■ How to complete this task
Would you count the lines below that contain the string "existing" and reply with that number only?

----------------------------------------

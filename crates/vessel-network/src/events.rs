//! Container lifecycle events and the worker that reacts to them.

use std::sync::Arc;

use serde::{Deserialize, Serialize};
use tokio::sync::broadcast;
use tokio::task::JoinHandle;
use tokio_util::sync::CancellationToken;

use vessel_common::{ContainerId, VesselError, VesselResult};

use crate::context::Context;
use crate::exec::{ContainerRegistry, PowerState};

/// Lifecycle transitions reported by the infrastructure.
#[derive(Debug, Clone, Copy, PartialEq, Eq, Serialize, Deserialize)]
#[serde(rename_all = "snake_case")]
pub enum EventKind {
    /// Container powered on.
    PoweredOn,
    /// Container powered off.
    PoweredOff,
    /// Container removed.
    Removed,
}

/// A lifecycle event for one container.
#[derive(Debug, Clone, Serialize, Deserialize)]
pub struct ContainerEvent {
    /// Container the event is about.
    pub id: ContainerId,
    /// What happened.
    pub kind: EventKind,
    /// Unix timestamp, seconds.
    pub timestamp: i64,
}

impl ContainerEvent {
    /// An event stamped with the current time.
    #[must_use]
    pub fn new(id: ContainerId, kind: EventKind) -> Self {
        Self {
            id,
            kind,
            timestamp: chrono::Utc::now().timestamp(),
        }
    }
}

/// Event bus for container lifecycle events.
#[derive(Debug, Clone)]
pub struct EventBus {
    sender: broadcast::Sender<ContainerEvent>,
}

impl Default for EventBus {
    fn default() -> Self {
        let (sender, _) = broadcast::channel(1024);
        Self { sender }
    }
}

impl EventBus {
    /// Create a new event bus.
    #[must_use]
    pub fn new() -> Self {
        Self::default()
    }

    /// Subscribe to events.
    #[must_use]
    pub fn subscribe(&self) -> broadcast::Receiver<ContainerEvent> {
        self.sender.subscribe()
    }

    /// Publish an event.
    pub fn publish(&self, event: ContainerEvent) {
        // no subscribers is fine
        let _ = self.sender.send(event);
    }
}

/// React to one event. Failures are logged, never returned.
pub async fn handle_event(ctx: &Context, registry: &dyn ContainerRegistry, event: &ContainerEvent) {
    tracing::debug!(container = %event.id, kind = ?event.kind, "Handling container event");

    if event.kind != EventKind::PoweredOff {
        return;
    }

    let Some(mut handle) = registry.get_container(&event.id).await else {
        if let Err(e) = ctx.remove_id_from_scopes(&event.id).await {
            tracing::error!(container = %event.id, error = %e, "Failed to remove container from scopes");
        }
        return;
    };

    if handle.runtime.power_state != PowerState::PoweredOff {
        tracing::warn!(
            container = %event.id,
            state = ?handle.runtime.power_state,
            "Container is not powered off, skipping unbind"
        );
        return;
    }

    if let Err(e) = ctx.unbind_container(&mut handle).await {
        tracing::warn!(container = %event.id, error = %e, "Failed to unbind container");
        return;
    }

    if let Err(e) = registry.commit(handle).await {
        tracing::warn!(container = %event.id, error = %e, "Failed to commit handle after unbind");
    }
}

/// Background worker applying lifecycle events to a context.
#[derive(Debug)]
pub struct EventWorker {
    cancel: CancellationToken,
    task: JoinHandle<()>,
}

impl EventWorker {
    /// Replay existing containers into `ctx`, then follow `bus`.
    ///
    /// The subscription is taken before the replay so events raised
    /// meanwhile are buffered and applied afterwards.
    ///
    /// # Errors
    ///
    /// Fails when the context has no registry or the replay fails; the
    /// subscription is dropped in that case.
    pub async fn engage(ctx: Arc<Context>, bus: &EventBus) -> VesselResult<Self> {
        let registry = ctx
            .registry()
            .cloned()
            .ok_or_else(|| VesselError::invalid_config("event handling requires a container registry"))?;

        let mut rx = bus.subscribe();
        let cancel = CancellationToken::new();

        let mut handles = registry.containers().await;
        if let Err(e) = ctx.replay(&cancel, &mut handles).await {
            tracing::error!(error = %e, "Failed to replay existing containers");
            return Err(e);
        }
        tracing::info!(containers = handles.len(), "Replayed existing containers");

        let token = cancel.clone();
        let task = tokio::spawn(async move {
            loop {
                let event = tokio::select! {
                    () = token.cancelled() => break,
                    event = rx.recv() => event,
                };

                match event {
                    Ok(event) => handle_event(&ctx, registry.as_ref(), &event).await,
                    Err(broadcast::error::RecvError::Lagged(missed)) => {
                        tracing::warn!(missed, "Event worker lagged, events dropped");
                    }
                    Err(broadcast::error::RecvError::Closed) => break,
                }
            }
            tracing::debug!("Event worker stopped");
        });

        Ok(Self { cancel, task })
    }

    /// Stop the worker and wait for it to finish.
    pub async fn shutdown(self) {
        self.cancel.cancel();
        if let Err(e) = self.task.await {
            tracing::warn!(error = %e, "Event worker task failed");
        }
    }
}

----------------------------------------

■ Task result
3